Restart Hope Lives on as Limetree Bay Refinery Receives $20 Million From St. Croix Energy, the Only Qualified Bidder

Business Published On November 15, 2021 01:02 AM
Ernice Gilbert | November 15, 2021 01:02:02 AM


ST. CROIX — Hope for the restart of the Limetree Bay Refinery became more pronounced late Sunday, as the south shore facility received a stalking horse bid of $20 million from St. Croix Energy, whose aim is to restart the refinery.

According to documents filed in Texas bankruptcy court Sunday, St. Croix Energy has been named the stalking horse bidder and is currently the only qualified firm bidding on the facility. A stalking horse agreement is a bid for a bankrupt firm or its assets that is arranged in advance of an auction to act as an effective reserve bid.

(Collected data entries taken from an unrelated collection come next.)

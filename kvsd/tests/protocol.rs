//! Dispatcher end-to-end tests: input line in, response line out,
//! against a real shared heap and gate.

use kvsd::{Command, CommandTable, Server, command, storage};
use kvsd_common::ServerConfig;
use tempfile::TempDir;

fn test_server(dir: &TempDir) -> (Server, CommandTable) {
    let config = ServerConfig {
        storage_file: dir.path().join("data.csv"),
        web_root: dir.path().to_path_buf(),
        initial_storage_entries: 32,
        initial_storage_bytes: 64 * 1024,
        snapshot_interval_secs: 0,
        ..ServerConfig::default()
    };
    let table = Server::build_command_table(&config).expect("command table");
    let server = Server::initialize(config).expect("server init");
    (server, table)
}

fn roundtrip(server: &mut Server, table: &CommandTable, line: &str) -> String {
    let mut cmd = Command::new();
    command::parse_input(table, &mut cmd, line);
    command::execute(table, server, &mut cmd);
    command::format_response(table, &cmd)
}

#[test]
fn put_get_overwrite_delete_lifecycle() {
    let dir = TempDir::new().unwrap();
    let (mut server, table) = test_server(&dir);

    assert_eq!(
        roundtrip(&mut server, &table, "PUT foo 1"),
        "PUT:foo:1:record_new\r\n"
    );
    assert_eq!(roundtrip(&mut server, &table, "GET foo"), "GET:foo:1\r\n");
    assert_eq!(
        roundtrip(&mut server, &table, "PUT foo 2"),
        "PUT:foo:2:record_overwritten\r\n"
    );
    assert_eq!(roundtrip(&mut server, &table, "GET foo"), "GET:foo:2\r\n");
    assert_eq!(
        roundtrip(&mut server, &table, "DEL foo"),
        "DEL:foo:key_deleted\r\n"
    );
    assert_eq!(
        roundtrip(&mut server, &table, "GET foo"),
        "GET:foo:key_nonexistent\r\n"
    );

    server.teardown();
}

#[test]
fn wildcard_get_returns_every_match() {
    let dir = TempDir::new().unwrap();
    let (mut server, table) = test_server(&dir);

    roundtrip(&mut server, &table, "PUT apple 1");
    roundtrip(&mut server, &table, "PUT apricot 2");
    roundtrip(&mut server, &table, "PUT banana 3");

    let response = roundtrip(&mut server, &table, "GET ap*");
    let mut lines: Vec<&str> = response.split("\r\n").filter(|l| !l.is_empty()).collect();
    lines.sort_unstable();
    assert_eq!(lines, vec!["GET:apple:1", "GET:apricot:2"]);

    let response = roundtrip(&mut server, &table, "GET ?anana");
    assert_eq!(response, "GET:banana:3\r\n");

    server.teardown();
}

#[test]
fn wildcard_del_removes_every_match() {
    let dir = TempDir::new().unwrap();
    let (mut server, table) = test_server(&dir);

    roundtrip(&mut server, &table, "PUT apple 1");
    roundtrip(&mut server, &table, "PUT apricot 2");
    roundtrip(&mut server, &table, "PUT banana 3");

    let response = roundtrip(&mut server, &table, "DEL ap*");
    let mut lines: Vec<&str> = response.split("\r\n").filter(|l| !l.is_empty()).collect();
    lines.sort_unstable();
    assert_eq!(lines, vec!["DEL:apple:key_deleted", "DEL:apricot:key_deleted"]);

    assert_eq!(roundtrip(&mut server, &table, "COUNT"), "COUNT:1\r\n");
    assert_eq!(
        roundtrip(&mut server, &table, "DEL ap*"),
        "DEL:ap*:key_nonexistent\r\n"
    );

    server.teardown();
}

#[test]
fn missing_arguments_are_reported() {
    let dir = TempDir::new().unwrap();
    let (mut server, table) = test_server(&dir);

    assert_eq!(
        roundtrip(&mut server, &table, "GET"),
        "GET:argument_missing\r\n"
    );
    assert_eq!(
        roundtrip(&mut server, &table, "PUT lonely"),
        "PUT:lonely:argument_missing\r\n"
    );

    server.teardown();
}

#[test]
fn unknown_commands_get_the_overview() {
    let dir = TempDir::new().unwrap();
    let (mut server, table) = test_server(&dir);

    assert_eq!(
        roundtrip(&mut server, &table, "FOO"),
        "SUPPORTED_COMMANDS: GET, PUT, DEL, BEG, END, SUB, OP, QUIT, COUNT\r\n"
    );

    server.teardown();
}

#[test]
fn key_symbol_policy_is_per_command() {
    let dir = TempDir::new().unwrap();
    let (mut server, table) = test_server(&dir);

    // PUT forbids wildcards, GET allows them.
    assert_eq!(
        roundtrip(&mut server, &table, "PUT ap* 1"),
        "PUT:ap*:1:argument_bad_symbol\r\n"
    );
    assert_eq!(
        roundtrip(&mut server, &table, "PUT k,v 1"),
        "PUT:k,v:1:argument_bad_symbol\r\n"
    );
    assert_eq!(
        roundtrip(&mut server, &table, "GET ap*"),
        "GET:ap*:key_nonexistent\r\n"
    );

    server.teardown();
}

#[test]
fn oversized_arguments_are_rejected() {
    let dir = TempDir::new().unwrap();
    let (mut server, table) = test_server(&dir);

    let long_key = "k".repeat(65);
    let response = roundtrip(&mut server, &table, &format!("PUT {long_key} 1"));
    assert!(response.ends_with(":argument_too_long\r\n"));

    // Exactly at the limits is fine.
    let max_key = "k".repeat(64);
    let max_value = "v".repeat(256);
    let response = roundtrip(&mut server, &table, &format!("PUT {max_key} {max_value}"));
    assert!(response.ends_with(":record_new\r\n"));

    let over_value = "v".repeat(257);
    let response = roundtrip(&mut server, &table, &format!("PUT key {over_value}"));
    assert!(response.ends_with(":argument_too_long\r\n"));

    server.teardown();
}

#[test]
fn exclusive_mode_latch_messages() {
    let dir = TempDir::new().unwrap();
    let (mut server, table) = test_server(&dir);

    assert_eq!(roundtrip(&mut server, &table, "BEG"), "BEG:locked\r\n");
    assert_eq!(
        roundtrip(&mut server, &table, "BEG"),
        "BEG:already_locked\r\n"
    );

    // Storage operations from the lock holder proceed.
    assert_eq!(
        roundtrip(&mut server, &table, "PUT x 1"),
        "PUT:x:1:record_new\r\n"
    );
    assert_eq!(roundtrip(&mut server, &table, "GET x"), "GET:x:1\r\n");

    assert_eq!(roundtrip(&mut server, &table, "END"), "END:unlocked\r\n");
    assert_eq!(roundtrip(&mut server, &table, "END"), "END:not_locked\r\n");

    server.teardown();
}

#[test]
fn quit_says_goodbye() {
    let dir = TempDir::new().unwrap();
    let (mut server, table) = test_server(&dir);

    assert_eq!(roundtrip(&mut server, &table, "QUIT"), "QUIT:goodbye\r\n");

    server.teardown();
}

#[test]
fn sub_requires_an_existing_key() {
    let dir = TempDir::new().unwrap();
    let (mut server, table) = test_server(&dir);

    assert_eq!(
        roundtrip(&mut server, &table, "SUB ghost"),
        "SUB:ghost:key_nonexistent\r\n"
    );

    server.teardown();
}

#[test]
fn op_pipes_the_record_through_a_program() {
    let dir = TempDir::new().unwrap();
    let (mut server, table) = test_server(&dir);

    roundtrip(&mut server, &table, "PUT calc 5");
    assert_eq!(
        roundtrip(&mut server, &table, "OP calc cat"),
        "OP:calc:cat:op_successful\r\n"
    );
    assert_eq!(roundtrip(&mut server, &table, "GET calc"), "GET:calc:5\r\n");

    assert_eq!(
        roundtrip(&mut server, &table, "OP calc false"),
        "OP:calc:false:op_failed\r\n"
    );

    server.teardown();
}

#[test]
fn count_tracks_distinct_keys() {
    let dir = TempDir::new().unwrap();
    let (mut server, table) = test_server(&dir);

    assert_eq!(roundtrip(&mut server, &table, "COUNT"), "COUNT:0\r\n");
    for i in 0..5 {
        roundtrip(&mut server, &table, &format!("PUT key{i} {i}"));
    }
    assert_eq!(roundtrip(&mut server, &table, "COUNT"), "COUNT:5\r\n");

    // Overwriting does not change the count.
    roundtrip(&mut server, &table, "PUT key0 changed");
    assert_eq!(roundtrip(&mut server, &table, "COUNT"), "COUNT:5\r\n");

    server.teardown();
}

#[test]
fn snapshot_survives_a_restart() {
    let dir = TempDir::new().unwrap();

    let (mut server, table) = test_server(&dir);
    roundtrip(&mut server, &table, "PUT foo 1");
    roundtrip(&mut server, &table, "PUT bar some words");
    storage::save_snapshot(&mut server).unwrap();

    let written = std::fs::read_to_string(dir.path().join("data.csv")).unwrap();
    let mut lines: Vec<&str> = written.lines().collect();
    lines.sort_unstable();
    assert_eq!(lines, vec!["bar,some words", "foo,1"]);

    // Teardown rewrites the final snapshot; the next instance loads it.
    server.teardown();

    let (mut revived, table) = test_server(&dir);
    assert_eq!(roundtrip(&mut revived, &table, "GET foo"), "GET:foo:1\r\n");
    assert_eq!(
        roundtrip(&mut revived, &table, "GET bar"),
        "GET:bar:some words\r\n"
    );
    revived.teardown();
}

#[test]
fn malformed_snapshot_lines_are_skipped() {
    let dir = TempDir::new().unwrap();
    std::fs::write(
        dir.path().join("data.csv"),
        "good,value\nno comma here\n,emptykey\nalso,fine\n",
    )
    .unwrap();

    let (mut server, table) = test_server(&dir);
    assert_eq!(roundtrip(&mut server, &table, "COUNT"), "COUNT:2\r\n");
    assert_eq!(
        roundtrip(&mut server, &table, "GET good"),
        "GET:good:value\r\n"
    );

    server.teardown();
}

The opening bid from St. Croix Energy, received on Oct. 25, was $11.5 million. "However, over the last few days, the parties have negotiated a significant increase in the amount being offered by the stalking horse bidder," according to court documents. On Saturday, a bid with an executed asset agreement from St. Croix Energy for $20 million, or $8.5 million more than the company's original bid, was agreed upon. The $20 million bid is "for all or substantially all of the debtors’ assets on a “going-concern” basis," according to court documents, the debtor being the Limetree Bay Refinery.

A court hearing has been scheduled for Monday where Judge David Jones, the chief bankruptcy judge for the Southern District in Houston, Texas, will determine whether to grant St. Croix Energy an increase in the total allowable amount of bid protections of 5 percent, up from the original 3 percent, "which would result in reimbursement of expenses of $1 million payable on the closing of a sale," according to court documents. 

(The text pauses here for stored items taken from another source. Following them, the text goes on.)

//! Server configuration.
//!
//! All values arrive through CLI flags (parsed by the `kvsd` binary);
//! this crate only owns the validated value object and its defaults so
//! that every component sees one configuration type.

use crate::consts::{
    DEFAULT_COMMAND_PORT, DEFAULT_HTTP_PORT, DEFAULT_SNAPSHOT_INTERVAL_SECS,
    DEFAULT_STORAGE_BYTES, DEFAULT_STORAGE_ENTRIES, DEFAULT_STORAGE_FILE, DEFAULT_WEB_ROOT,
};
use std::path::PathBuf;
use thiserror::Error;

/// Error type for configuration validation.
#[derive(Debug, Clone, Error)]
pub enum ConfigError {
    /// Semantic validation failed.
    #[error("Configuration validation failed: {0}")]
    ValidationError(String),
}

/// Complete server configuration with baked-in defaults.
#[derive(Debug, Clone)]
pub struct ServerConfig {
    /// TCP port of the line command protocol.
    pub command_port: u16,
    /// TCP port of the HTTP adapter.
    pub http_port: u16,
    /// Whether the HTTP adapter is started.
    pub enable_http: bool,
    /// Whether the pub/sub newsletter module is started.
    pub enable_newsletter: bool,
    /// Whether the OP executor command is registered.
    pub enable_exec: bool,
    /// Snapshot interval in seconds; 0 disables the snapshot worker.
    pub snapshot_interval_secs: u64,
    /// Number of records the storage map is sized for at startup.
    pub initial_storage_entries: usize,
    /// Initial shared-heap capacity in bytes.
    pub initial_storage_bytes: usize,
    /// Directory served by the HTTP adapter outside `/storage/`.
    pub web_root: PathBuf,
    /// CSV snapshot file path.
    pub storage_file: PathBuf,
}

impl Default for ServerConfig {
    fn default() -> Self {
        Self {
            command_port: DEFAULT_COMMAND_PORT,
            http_port: DEFAULT_HTTP_PORT,
            enable_http: true,
            enable_newsletter: true,
            enable_exec: true,
            snapshot_interval_secs: DEFAULT_SNAPSHOT_INTERVAL_SECS,
            initial_storage_entries: DEFAULT_STORAGE_ENTRIES,
            initial_storage_bytes: DEFAULT_STORAGE_BYTES,
            web_root: PathBuf::from(DEFAULT_WEB_ROOT),
            storage_file: PathBuf::from(DEFAULT_STORAGE_FILE),
        }
    }
}

impl ServerConfig {
    /// Validate the configuration.
    ///
    /// # Errors
    ///
    /// Returns `ConfigError::ValidationError` if:
    /// - the command and HTTP ports collide while HTTP is enabled
    /// - `initial_storage_entries` is zero
    /// - `initial_storage_bytes` is zero
    pub fn validate(&self) -> Result<(), ConfigError> {
        if self.enable_http && self.command_port == self.http_port {
            return Err(ConfigError::ValidationError(format!(
                "command port and http port collide ({})",
                self.command_port
            )));
        }
        if self.initial_storage_entries == 0 {
            return Err(ConfigError::ValidationError(
                "initial_storage_entries must be > 0".to_string(),
            ));
        }
        if self.initial_storage_bytes == 0 {
            return Err(ConfigError::ValidationError(
                "initial_storage_bytes must be > 0".to_string(),
            ));
        }
        Ok(())
    }

    /// True when periodic snapshots are enabled.
    pub fn snapshots_enabled(&self) -> bool {
        self.snapshot_interval_secs > 0
    }
}

#[cfg(test)]
mod tests {
    use super::*;

    #[test]
    fn default_config_is_valid() {
        assert!(ServerConfig::default().validate().is_ok());
    }

    #[test]
    fn port_collision_rejected() {
        let cfg = ServerConfig {
            http_port: DEFAULT_COMMAND_PORT,
            ..ServerConfig::default()
        };
        assert!(matches!(
            cfg.validate(),
            Err(ConfigError::ValidationError(_))
        ));
    }

    #[test]
    fn port_collision_ignored_without_http() {
        let cfg = ServerConfig {
            http_port: DEFAULT_COMMAND_PORT,
            enable_http: false,
            ..ServerConfig::default()
        };
        assert!(cfg.validate().is_ok());
    }

    #[test]
    fn zero_capacity_rejected() {
        let cfg = ServerConfig {
            initial_storage_entries: 0,
            ..ServerConfig::default()
        };
        assert!(cfg.validate().is_err());

        let cfg = ServerConfig {
            initial_storage_bytes: 0,
            ..ServerConfig::default()
        };
        assert!(cfg.validate().is_err());
    }

    #[test]
    fn snapshot_toggle() {
        let mut cfg = ServerConfig::default();
        assert!(cfg.snapshots_enabled());
        cfg.snapshot_interval_secs = 0;
        assert!(!cfg.snapshots_enabled());
    }
}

If St. Croix Energy, currently the presumptive bid winner, secures the auction that is set to take place on Thursday, it would still face a number of obstacles before oil refining resumes at Limetree Bay. From settlement agreements signed with St. Croix residents affected by the massive May 12 flare incident that resulted in an indefinite halt of refining, to hardened oil still sitting in pipelines, and navigating substantial Environmental Protection Agency obstacles.

The company had commenced oil refining on February 1 after a costly yearlong delay exacerbated by the global Covid-19 pandemic. The refinery was shutdown since 2012 prior to the February restart, and was revived after investors aligned with EIG and ArcLight Capital poured roughly $4 billion into the restart effort.

In a release issued early Oct., St. Croix Energy said, "We are 100 percent committed — not just to the sustainable, economic growth of St. Croix, but also to the environment and to the Virgin Islands as a whole, since most of the partners live here."

"The St. Croix Energy team firmly believes that we can develop the appropriate strategic partnerships to operate the refinery in an EPA-compliant way, and in a manner that will protect the community and provide employment for many of our neighbors here in the Virgin Islands. While others may be driven solely by profit, our partners live on St. Croix and are therefore interested in what is best for the territory and being good fiduciaries of the natural resources of the Virgin Islands, which is ultimately an environmentally safe restart," the company further stated.

The firm said it is comprised of "businessmen with deep roots in the Virgin Islands, along with industry professionals that have decades of experience in the refining, marketing, and renewable fuels sectors."